The house was requisitioned during the Second World War and then sold in 1948 to the Loyal and Ancient Order of Shepherds who founded a convalescent home here. Their alterations were largely confined to the Victorian service range. In 1954 Mr Somerset de Chair, a popular novelist and MP, purchased the property, allowing the convalescent home to remain in the main building for many years (closed 1980), and converting the Gatehouse into a separate residence, as described by Mark Girouard in Country Life in 1958. De Chair developed the gardens and opened the property to the public.

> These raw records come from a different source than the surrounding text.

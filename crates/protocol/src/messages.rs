//! Request/response pairs understood by the backend.

use serde::{Deserialize, Serialize};

use crate::envelope::{Request, Response};

/// Opens a backend stream for a session.
#[derive(Debug, Clone, PartialEq, Eq, Serialize, Deserialize)]
#[serde(rename_all = "camelCase")]
pub struct StreamAddRequest {
	pub guid: String,
	/// Transport plugins feeding the stream, in precedence order.
	pub transports: Vec<String>,
}

#[derive(Debug, Clone, Default, PartialEq, Eq, Serialize, Deserialize)]
#[serde(rename_all = "camelCase")]
pub struct StreamAddResponse {
	#[serde(default, skip_serializing_if = "Option::is_none")]
	pub error: Option<String>,
}

/// Releases the backend stream owned by a session.
#[derive(Debug, Clone, PartialEq, Eq, Serialize, Deserialize)]
#[serde(rename_all = "camelCase")]
pub struct StreamRemoveRequest {
	pub guid: String,
}

#[derive(Debug, Clone, Default, PartialEq, Eq, Serialize, Deserialize)]
#[serde(rename_all = "camelCase")]
pub struct StreamRemoveResponse {
	#[serde(default, skip_serializing_if = "Option::is_none")]
	pub error: Option<String>,
}

/// Drops the raw content of a session's stream, keeping the stream itself.
#[derive(Debug, Clone, PartialEq, Eq, Serialize, Deserialize)]
#[serde(rename_all = "camelCase")]
pub struct StreamResetRequest {
	pub guid: String,
}

#[derive(Debug, Clone, Default, PartialEq, Eq, Serialize, Deserialize)]
pub struct StreamResetResponse {}

/// Fetches rows `start..end` of a session's stream.
#[derive(Debug, Clone, PartialEq, Eq, Serialize, Deserialize)]
#[serde(rename_all = "camelCase")]
pub struct StreamChunkRequest {
	pub guid: String,
	pub start: u64,
	pub end: u64,
}

#[derive(Debug, Clone, Default, PartialEq, Eq, Serialize, Deserialize)]
#[serde(rename_all = "camelCase")]
pub struct StreamChunkResponse {
	#[serde(default)]
	pub start: u64,
	#[serde(default)]
	pub end: u64,
	#[serde(default)]
	pub rows: Vec<String>,
	#[serde(default, skip_serializing_if = "Option::is_none")]
	pub error: Option<String>,
}

/// One search filter as understood by the backend matcher.
#[derive(Debug, Clone, Default, PartialEq, Eq, Serialize, Deserialize)]
#[serde(rename_all = "camelCase")]
pub struct SearchFilter {
	pub value: String,
	#[serde(default)]
	pub case_sensitive: bool,
	#[serde(default)]
	pub whole_word: bool,
	#[serde(default)]
	pub regex: bool,
}

impl SearchFilter {
	/// Plain, case-insensitive substring filter.
	pub fn plain(value: impl Into<String>) -> Self {
		Self {
			value: value.into(),
			..Default::default()
		}
	}
}

/// Runs `filters` against a session's stream.
#[derive(Debug, Clone, PartialEq, Eq, Serialize, Deserialize)]
#[serde(rename_all = "camelCase")]
pub struct SearchRequest {
	pub guid: String,
	pub request_id: String,
	pub filters: Vec<SearchFilter>,
}

#[derive(Debug, Clone, Default, PartialEq, Eq, Serialize, Deserialize)]
#[serde(rename_all = "camelCase")]
pub struct SearchResponse {
	#[serde(default)]
	pub request_id: String,
	/// Stream row positions that matched, ascending.
	#[serde(default)]
	pub matches: Vec<u64>,
	#[serde(default, skip_serializing_if = "Option::is_none")]
	pub error: Option<String>,
}

macro_rules! request_pair {
	($($request:ident => $response:ident),* $(,)?) => {
		$(
			impl Request for $request {
				const TYPE: &'static str = stringify!($request);
				type Response = $response;
			}

			impl Response for $response {
				const TYPE: &'static str = stringify!($response);
			}
		)*
	};
}

request_pair! {
	StreamAddRequest => StreamAddResponse,
	StreamRemoveRequest => StreamRemoveResponse,
	StreamResetRequest => StreamResetResponse,
	StreamChunkRequest => StreamChunkResponse,
	SearchRequest => SearchResponse,
}
//! Shared fixtures for session integration tests.
#![allow(dead_code)]

use std::collections::HashMap;
use std::io;
use std::sync::Arc;
use std::sync::atomic::{AtomicUsize, Ordering};

use lv::{Hotkeys, Layout, PluginApi, PluginRegistry, Session, SessionHost, SessionOptions};
use lv_runtime::{Connection, FakeTransportBuilder, FakeTransportController};
use parking_lot::Mutex;
use serde_json::{Value, json};
use tracing_subscriber::fmt::MakeWriter;

/// Layout that counts how often the sidebar was maximized.
#[derive(Default)]
pub struct CountingLayout {
	maximized: AtomicUsize,
}

impl CountingLayout {
	pub fn maximized(&self) -> usize {
		self.maximized.load(Ordering::SeqCst)
	}
}

impl Layout for CountingLayout {
	fn sidebar_max(&self) {
		self.maximized.fetch_add(1, Ordering::SeqCst);
	}
}

/// Fake backend answering every request with a scripted (or empty) payload.
pub struct Harness {
	pub backend: Arc<Connection>,
	pub transport: Arc<FakeTransportController>,
	pub plugins: Arc<PluginRegistry>,
	pub hotkeys: Hotkeys,
	pub layout: Arc<CountingLayout>,
	responses: Arc<Mutex<HashMap<String, Value>>>,
	failures: Arc<Mutex<HashMap<String, String>>>,
	requests: Arc<Mutex<Vec<Value>>>,
}

impl Harness {
	pub fn new() -> Self {
		let (parts, controller) = FakeTransportBuilder::new().build();
		let backend = Arc::new(Connection::new(parts));
		let transport = Arc::new(controller);
		let responses: Arc<Mutex<HashMap<String, Value>>> = Arc::default();
		let failures: Arc<Mutex<HashMap<String, String>>> = Arc::default();
		let requests: Arc<Mutex<Vec<Value>>> = Arc::default();

		tokio::spawn({
			let backend = Arc::clone(&backend);
			async move { backend.run().await }
		});
		tokio::spawn({
			let transport = Arc::clone(&transport);
			let responses = Arc::clone(&responses);
			let failures = Arc::clone(&failures);
			let requests = Arc::clone(&requests);
			async move {
				while let Some(sent) = transport.next_sent().await {
					let id = sent["id"].as_u64().unwrap_or_default() as u32;
					let kind = sent["type"].as_str().unwrap_or_default().to_string();
					requests.lock().push(sent);
					if let Some(message) = failures.lock().get(&kind).cloned() {
						transport.inject_error(id, &message);
						continue;
					}
					let payload = responses.lock().get(&kind).cloned().unwrap_or_else(|| json!({}));
					transport.inject_response(id, &kind.replace("Request", "Response"), payload);
				}
			}
		});

		Self {
			backend,
			transport,
			plugins: Arc::new(PluginRegistry::new()),
			hotkeys: Hotkeys::new(),
			layout: Arc::new(CountingLayout::default()),
			responses,
			failures,
			requests,
		}
	}

	/// Answers every later request of type `request` with `payload`.
	pub fn respond_with(&self, request: &str, payload: Value) {
		self.responses.lock().insert(request.to_string(), payload);
	}

	/// Answers every later request of type `request` with a remote error frame.
	pub fn fail_with(&self, request: &str, message: &str) {
		self.failures.lock().insert(request.to_string(), message.to_string());
	}

	/// Number of requests of type `request` answered so far.
	pub fn requests_of(&self, request: &str) -> usize {
		self.requests.lock().iter().filter(|sent| sent["type"] == request).count()
	}

	pub fn host(&self, guid: &str) -> SessionHost {
		let guid = guid.to_string();
		SessionHost::new(
			Arc::clone(&self.backend),
			self.plugins.clone(),
			self.hotkeys.clone(),
			self.layout.clone(),
			Arc::new(move |plugin_id| PluginApi {
				plugin_id,
				session: guid.clone(),
			}),
		)
	}

	pub fn session(&self, options: SessionOptions) -> Session {
		let host = self.host(&options.guid);
		Session::new(options, host)
	}

	/// Builds and initializes a session.
	pub async fn active_session(&self, options: SessionOptions) -> Session {
		let session = self.session(options);
		session.init().await.expect("session init");
		session
	}
}

/// Buffer collecting formatted log lines.
#[derive(Clone, Default)]
pub struct LogCapture(Arc<Mutex<Vec<u8>>>);

impl LogCapture {
	pub fn contents(&self) -> String {
		String::from_utf8_lossy(&self.0.lock()).into_owned()
	}
}

impl io::Write for LogCapture {
	fn write(&mut self, buf: &[u8]) -> io::Result<usize> {
		self.0.lock().extend_from_slice(buf);
		Ok(buf.len())
	}

	fn flush(&mut self) -> io::Result<()> {
		Ok(())
	}
}

impl<'a> MakeWriter<'a> for LogCapture {
	type Writer = LogCapture;

	fn make_writer(&'a self) -> Self::Writer {
		self.clone()
	}
}

/// Routes this thread's logs into a [`LogCapture`] until the guard drops.
pub fn capture_logs() -> (LogCapture, tracing::subscriber::DefaultGuard) {
	let capture = LogCapture::default();
	let subscriber = tracing_subscriber::fmt()
		.with_writer(capture.clone())
		.with_ansi(false)
		.with_max_level(tracing::Level::DEBUG)
		.finish();
	let guard = tracing::subscriber::set_default(subscriber);
	(capture, guard)
}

He also gradually sold off parts of the estate and allowed large scale gravel extraction to disfigure much of the surrounding landscape. After his marriage in 1974 to Lady Juliet Wentworth Fitzwilliam, the Wentworth Woodhouse art collection, which she had inherited, was displayed here. On de Chair’s death in 1995 the property was put up for sale by his widow, and it was eventually purchased by the present owners, the Sargeant family, in 1999.